:: RECORDS TO USE
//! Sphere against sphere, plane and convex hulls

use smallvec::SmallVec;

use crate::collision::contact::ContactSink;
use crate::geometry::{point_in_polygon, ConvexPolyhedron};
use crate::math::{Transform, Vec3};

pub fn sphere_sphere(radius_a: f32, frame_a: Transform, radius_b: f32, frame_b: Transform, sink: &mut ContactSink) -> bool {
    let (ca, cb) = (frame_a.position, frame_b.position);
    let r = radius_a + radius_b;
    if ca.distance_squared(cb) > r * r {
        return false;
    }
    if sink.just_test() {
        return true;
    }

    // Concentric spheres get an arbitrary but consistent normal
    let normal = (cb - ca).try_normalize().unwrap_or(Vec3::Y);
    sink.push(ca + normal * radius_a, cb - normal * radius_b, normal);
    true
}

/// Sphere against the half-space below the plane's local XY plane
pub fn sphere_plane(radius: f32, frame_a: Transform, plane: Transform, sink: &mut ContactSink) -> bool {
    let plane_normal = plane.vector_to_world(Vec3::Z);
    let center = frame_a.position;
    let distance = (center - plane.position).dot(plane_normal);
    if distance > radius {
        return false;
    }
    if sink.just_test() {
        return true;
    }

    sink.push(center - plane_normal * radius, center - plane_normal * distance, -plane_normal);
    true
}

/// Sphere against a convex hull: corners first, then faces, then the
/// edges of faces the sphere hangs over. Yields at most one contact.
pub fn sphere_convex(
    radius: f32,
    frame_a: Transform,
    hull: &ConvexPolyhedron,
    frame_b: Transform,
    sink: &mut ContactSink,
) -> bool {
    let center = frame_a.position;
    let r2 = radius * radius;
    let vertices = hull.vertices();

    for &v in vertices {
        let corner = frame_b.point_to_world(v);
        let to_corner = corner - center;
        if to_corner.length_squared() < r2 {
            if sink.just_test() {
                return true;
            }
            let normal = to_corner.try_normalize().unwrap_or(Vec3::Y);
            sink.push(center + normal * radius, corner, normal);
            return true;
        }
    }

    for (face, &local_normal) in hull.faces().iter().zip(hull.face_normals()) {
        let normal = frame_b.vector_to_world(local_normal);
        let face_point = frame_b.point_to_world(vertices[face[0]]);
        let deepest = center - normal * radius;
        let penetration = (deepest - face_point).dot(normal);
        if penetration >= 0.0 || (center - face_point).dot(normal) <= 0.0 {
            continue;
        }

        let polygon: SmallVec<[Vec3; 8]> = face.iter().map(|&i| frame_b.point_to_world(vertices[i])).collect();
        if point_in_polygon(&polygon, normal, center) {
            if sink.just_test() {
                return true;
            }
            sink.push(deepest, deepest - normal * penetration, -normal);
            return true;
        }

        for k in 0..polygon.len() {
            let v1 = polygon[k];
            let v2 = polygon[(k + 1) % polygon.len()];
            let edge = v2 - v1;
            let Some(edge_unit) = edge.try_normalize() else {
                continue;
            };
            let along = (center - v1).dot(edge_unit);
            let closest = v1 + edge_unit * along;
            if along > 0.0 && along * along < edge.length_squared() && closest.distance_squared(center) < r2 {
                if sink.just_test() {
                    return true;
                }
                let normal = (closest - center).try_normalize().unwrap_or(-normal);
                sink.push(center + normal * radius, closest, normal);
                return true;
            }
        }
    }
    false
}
::::
:: RECORDS TO USE
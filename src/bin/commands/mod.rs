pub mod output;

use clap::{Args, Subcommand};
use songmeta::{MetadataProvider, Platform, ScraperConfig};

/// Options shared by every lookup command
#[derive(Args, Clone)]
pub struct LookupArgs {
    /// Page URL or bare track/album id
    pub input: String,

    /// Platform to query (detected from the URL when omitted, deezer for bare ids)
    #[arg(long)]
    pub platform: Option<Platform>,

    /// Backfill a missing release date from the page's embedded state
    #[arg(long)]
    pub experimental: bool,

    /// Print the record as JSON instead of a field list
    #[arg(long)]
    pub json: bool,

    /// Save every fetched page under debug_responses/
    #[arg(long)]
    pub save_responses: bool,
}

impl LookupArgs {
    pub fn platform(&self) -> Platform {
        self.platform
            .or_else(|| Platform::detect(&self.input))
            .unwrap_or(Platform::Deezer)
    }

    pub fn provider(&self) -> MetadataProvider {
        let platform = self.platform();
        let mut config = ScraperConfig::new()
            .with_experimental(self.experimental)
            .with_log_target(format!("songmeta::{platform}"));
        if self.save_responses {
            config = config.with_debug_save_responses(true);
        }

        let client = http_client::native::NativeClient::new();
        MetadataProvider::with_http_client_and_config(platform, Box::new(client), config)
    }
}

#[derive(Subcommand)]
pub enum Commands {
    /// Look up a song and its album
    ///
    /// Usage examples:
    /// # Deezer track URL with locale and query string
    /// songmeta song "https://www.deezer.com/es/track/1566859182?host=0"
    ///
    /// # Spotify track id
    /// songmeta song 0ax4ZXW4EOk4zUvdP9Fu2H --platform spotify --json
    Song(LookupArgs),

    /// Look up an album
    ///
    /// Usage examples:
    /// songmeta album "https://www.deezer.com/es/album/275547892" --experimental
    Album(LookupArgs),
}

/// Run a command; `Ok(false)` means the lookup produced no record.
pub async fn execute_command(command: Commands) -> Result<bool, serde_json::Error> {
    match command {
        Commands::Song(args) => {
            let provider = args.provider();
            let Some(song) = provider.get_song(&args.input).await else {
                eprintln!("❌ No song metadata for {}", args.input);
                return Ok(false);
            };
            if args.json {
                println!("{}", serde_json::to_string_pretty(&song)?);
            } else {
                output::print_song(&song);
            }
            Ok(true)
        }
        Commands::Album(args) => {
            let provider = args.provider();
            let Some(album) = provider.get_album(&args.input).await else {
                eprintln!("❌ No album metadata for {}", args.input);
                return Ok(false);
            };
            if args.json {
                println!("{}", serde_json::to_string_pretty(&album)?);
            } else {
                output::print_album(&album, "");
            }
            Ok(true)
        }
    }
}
::::
:: RECORDS TO USE
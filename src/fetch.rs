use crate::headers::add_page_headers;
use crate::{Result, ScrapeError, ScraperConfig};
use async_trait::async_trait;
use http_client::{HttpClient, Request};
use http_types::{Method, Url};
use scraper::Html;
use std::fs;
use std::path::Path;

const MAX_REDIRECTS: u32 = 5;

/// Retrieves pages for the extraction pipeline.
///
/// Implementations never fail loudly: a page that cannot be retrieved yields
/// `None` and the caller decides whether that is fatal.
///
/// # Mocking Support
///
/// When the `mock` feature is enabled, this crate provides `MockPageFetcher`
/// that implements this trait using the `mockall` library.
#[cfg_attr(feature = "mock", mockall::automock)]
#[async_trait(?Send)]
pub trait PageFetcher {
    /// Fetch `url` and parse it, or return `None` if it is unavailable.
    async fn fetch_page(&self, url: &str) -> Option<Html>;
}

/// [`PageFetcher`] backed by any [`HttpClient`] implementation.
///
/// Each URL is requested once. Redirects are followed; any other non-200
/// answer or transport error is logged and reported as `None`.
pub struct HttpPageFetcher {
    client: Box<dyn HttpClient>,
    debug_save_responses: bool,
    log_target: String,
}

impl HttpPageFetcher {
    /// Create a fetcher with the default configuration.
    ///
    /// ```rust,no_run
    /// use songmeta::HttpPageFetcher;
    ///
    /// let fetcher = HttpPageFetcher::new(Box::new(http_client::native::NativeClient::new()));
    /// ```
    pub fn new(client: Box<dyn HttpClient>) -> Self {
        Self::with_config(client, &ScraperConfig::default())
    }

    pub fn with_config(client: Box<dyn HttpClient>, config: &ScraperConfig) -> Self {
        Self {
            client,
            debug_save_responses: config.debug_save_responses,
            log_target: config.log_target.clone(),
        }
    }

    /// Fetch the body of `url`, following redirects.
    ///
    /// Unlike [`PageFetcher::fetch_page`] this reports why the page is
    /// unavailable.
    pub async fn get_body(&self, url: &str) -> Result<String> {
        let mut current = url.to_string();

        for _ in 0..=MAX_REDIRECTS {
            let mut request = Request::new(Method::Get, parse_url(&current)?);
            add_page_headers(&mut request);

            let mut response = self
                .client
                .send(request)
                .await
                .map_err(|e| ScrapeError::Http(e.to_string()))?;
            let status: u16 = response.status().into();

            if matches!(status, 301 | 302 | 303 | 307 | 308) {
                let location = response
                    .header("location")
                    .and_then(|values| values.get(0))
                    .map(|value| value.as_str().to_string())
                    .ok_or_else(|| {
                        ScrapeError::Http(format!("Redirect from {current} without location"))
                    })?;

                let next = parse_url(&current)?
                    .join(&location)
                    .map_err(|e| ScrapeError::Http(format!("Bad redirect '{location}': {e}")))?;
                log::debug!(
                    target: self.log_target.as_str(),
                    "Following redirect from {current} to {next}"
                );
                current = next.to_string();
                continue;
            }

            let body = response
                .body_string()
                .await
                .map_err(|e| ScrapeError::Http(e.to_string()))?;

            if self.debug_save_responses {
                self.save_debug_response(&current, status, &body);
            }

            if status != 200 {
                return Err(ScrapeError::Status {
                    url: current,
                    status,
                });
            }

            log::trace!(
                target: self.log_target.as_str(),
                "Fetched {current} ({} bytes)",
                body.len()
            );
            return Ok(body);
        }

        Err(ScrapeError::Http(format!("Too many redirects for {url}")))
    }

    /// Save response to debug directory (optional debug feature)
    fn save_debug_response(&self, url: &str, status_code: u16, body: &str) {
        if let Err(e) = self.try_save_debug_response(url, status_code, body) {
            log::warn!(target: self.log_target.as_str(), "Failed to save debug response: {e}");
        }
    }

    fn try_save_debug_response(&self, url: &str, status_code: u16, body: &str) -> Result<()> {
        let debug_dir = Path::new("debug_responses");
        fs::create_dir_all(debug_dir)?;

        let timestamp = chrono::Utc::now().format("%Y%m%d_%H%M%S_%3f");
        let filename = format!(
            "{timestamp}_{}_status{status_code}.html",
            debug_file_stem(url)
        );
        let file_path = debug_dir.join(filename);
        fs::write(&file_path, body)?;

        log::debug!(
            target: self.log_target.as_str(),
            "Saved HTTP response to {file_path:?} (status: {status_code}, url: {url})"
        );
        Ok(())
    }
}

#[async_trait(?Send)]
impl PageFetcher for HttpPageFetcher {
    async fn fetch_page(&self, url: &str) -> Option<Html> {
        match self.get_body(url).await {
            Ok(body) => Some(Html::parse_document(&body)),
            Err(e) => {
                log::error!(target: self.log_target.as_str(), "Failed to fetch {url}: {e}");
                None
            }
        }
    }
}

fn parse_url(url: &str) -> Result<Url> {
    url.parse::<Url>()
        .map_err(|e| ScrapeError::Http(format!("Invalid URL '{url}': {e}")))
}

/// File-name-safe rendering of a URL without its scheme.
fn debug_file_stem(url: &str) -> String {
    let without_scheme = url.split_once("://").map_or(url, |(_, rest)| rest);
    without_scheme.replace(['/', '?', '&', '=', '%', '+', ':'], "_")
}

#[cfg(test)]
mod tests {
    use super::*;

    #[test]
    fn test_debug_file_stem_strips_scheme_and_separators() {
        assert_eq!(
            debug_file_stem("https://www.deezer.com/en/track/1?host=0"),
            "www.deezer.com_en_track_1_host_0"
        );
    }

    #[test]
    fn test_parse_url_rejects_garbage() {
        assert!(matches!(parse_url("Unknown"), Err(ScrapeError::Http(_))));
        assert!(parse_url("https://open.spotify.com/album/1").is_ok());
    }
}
::::
* WHAT IS NEEDED *
Please copy out each line in the entries that mentions the string "this".

* ANSWER BOX *
/// When the `mock` feature is enabled, this crate provides `MockPageFetcher`
/// that implements this trait using the `mockall` library.
    /// Unlike [`PageFetcher::fetch_page`] this reports why the page is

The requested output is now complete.